A Ajdabiya, acquise à la cause de l'insurrection libyenne, pas une voix ne s'élève pour blâmer l'Otan et ses avions, sans lesquels les rebelles n'ont aucune chance face à l'armée de Tripoli.

Pas même celle de Hussein Khadit, qui affirme être arrivé quelques minutes après la frappe aérienne et avoir vu les véhicules en flammes, sans pouvoir approcher à cause du brasier.

"C'est une erreur des révolutionnaires. Pas des Américains. Ils ne pouvaient pas savoir. Ils ont cru qu'on leur tirait dessus, ils ont répliqué. C'est triste mais c'est normal", dit-il.

Pas même non plus celle de parents et d'amis de l'une des victimes. Selon la tradition, ils sont venus distribuer à Ajdabiya des photos du "martyr". Sur le cliché Aboubakar Jemaa, 21 ans, étudiant en troisième année de médecine à Benghazi, en paraît cinq de moins.

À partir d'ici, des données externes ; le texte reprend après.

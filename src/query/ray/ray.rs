//! Rays traced through a volume.

use crate::math::{AffineTransform, Point, Real, Vector};

/// A ray for volume traversal queries.
///
/// Points along the ray are `origin + dir * t`. The direction does not need to be
/// normalized: all the parameters returned by the iterators of this crate are expressed
/// in units of `dir`.
///
/// # Example
///
/// ```rust
/// use vdbtrace::query::Ray;
/// use vdbtrace::math::{Point, Vector};
///
/// let ray = Ray::new(Point::origin(), Vector::new(2.0, 0.0, 0.0));
/// assert_eq!(ray.point_at(1.5), Point::new(3.0, 0.0, 0.0));
/// assert!(!ray.is_degenerate());
/// ```
#[derive(Debug, Clone, Copy, PartialEq)]
#[cfg_attr(feature = "serde-serialize", derive(Serialize, Deserialize))]
#[repr(C)]
pub struct Ray {
    /// Starting point of the ray.
    pub origin: Point<Real>,
    /// Direction vector of the ray.
    pub dir: Vector<Real>,
}

impl Ray {
    /// Creates a new ray from an origin point and direction vector.
    pub fn new(origin: Point<Real>, dir: Vector<Real>) -> Ray {
        Ray { origin, dir }
    }

    /// Transforms this ray by the given affine transform.
    ///
    /// The parameterization is preserved: `xf(self.point_at(t)) == result.point_at(t)`.
    #[inline]
    pub fn transform_by(&self, xf: &AffineTransform) -> Self {
        Self::new(xf.transform_point(&self.origin), xf.transform_vector(&self.dir))
    }

    /// Computes a point along the ray at parameter `t`.
    #[inline]
    pub fn point_at(&self, t: Real) -> Point<Real> {
        self.origin + self.dir * t
    }

    /// Does this ray have a zero or non-finite direction, or a non-finite origin?
    ///
    /// Traversals of degenerate rays produce nothing.
    pub fn is_degenerate(&self) -> bool {
        self.dir == Vector::zeros()
            || self.dir.iter().any(|c| !c.is_finite())
            || self.origin.iter().any(|c| !c.is_finite())
    }
}
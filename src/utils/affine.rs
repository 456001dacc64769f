use crate::math::{Matrix, Point, Real, Vector};

/// An affine transform `x ↦ linear * x + translation` between the index space of a grid
/// and object space.
#[derive(Copy, Clone, Debug, PartialEq)]
#[cfg_attr(feature = "serde-serialize", derive(Serialize, Deserialize))]
pub struct AffineTransform {
    /// The linear part of the transform.
    pub linear: Matrix<Real>,
    /// The translation part of the transform.
    pub translation: Vector<Real>,
}

impl Default for AffineTransform {
    fn default() -> Self {
        Self::identity()
    }
}

impl AffineTransform {
    /// The identity transform.
    pub fn identity() -> Self {
        Self {
            linear: Matrix::identity(),
            translation: Vector::zeros(),
        }
    }

    /// A transform scaling each axis then translating.
    pub fn from_scale_translation(scale: Vector<Real>, translation: Vector<Real>) -> Self {
        Self {
            linear: Matrix::from_diagonal(&scale),
            translation,
        }
    }

    /// Reads a transform from 12 floats: four rows of three values holding the images of
    /// the `x`, `y` and `z` axes, then the translation.
    ///
    /// Slices shorter than 12 elements yield the identity.
    pub fn from_slice(values: &[Real]) -> Self {
        if values.len() < 12 {
            return Self::identity();
        }

        let vx = Vector::new(values[0], values[1], values[2]);
        let vy = Vector::new(values[3], values[4], values[5]);
        let vz = Vector::new(values[6], values[7], values[8]);

        Self {
            linear: Matrix::from_columns(&[vx, vy, vz]),
            translation: Vector::new(values[9], values[10], values[11]),
        }
    }

    /// The inverse transform, if the linear part is invertible.
    pub fn try_inverse(&self) -> Option<Self> {
        let linear = self.linear.try_inverse()?;
        let translation = -(linear * self.translation);
        Some(Self {
            linear,
            translation,
        })
    }

    /// Transforms a point.
    #[inline]
    pub fn transform_point(&self, pt: &Point<Real>) -> Point<Real> {
        Point::from(self.linear * pt.coords + self.translation)
    }

    /// Transforms a vector; the translation is ignored.
    #[inline]
    pub fn transform_vector(&self, v: &Vector<Real>) -> Vector<Real> {
        self.linear * v
    }
}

L'un des deux autres étudiants en médecine tués s'appelle Ahmad mais c'était samedi matin tout ce que l'on savait de lui: seule cette mention était encore lisible sur ses papiers d'identité brûlés.

Cinq km après l'emplacement du tir sur le convoi civil, une position entière de l'armée de Tripoli a effectivement été détruite vendredi soir par les chasseurs-bombardiers de l'Otan.

Une équipe de journalistes de l'AFP a compté samedi matin, dispersés dans les dunes, sept cadavres de soldats libyens, dont certains atrocement déchiquetés. Près de l'amas de ferraille noirci qui fût l'un de leurs pick-ups, le cratère d'une bombe: cinq mètres de diamètre, deux de profondeur.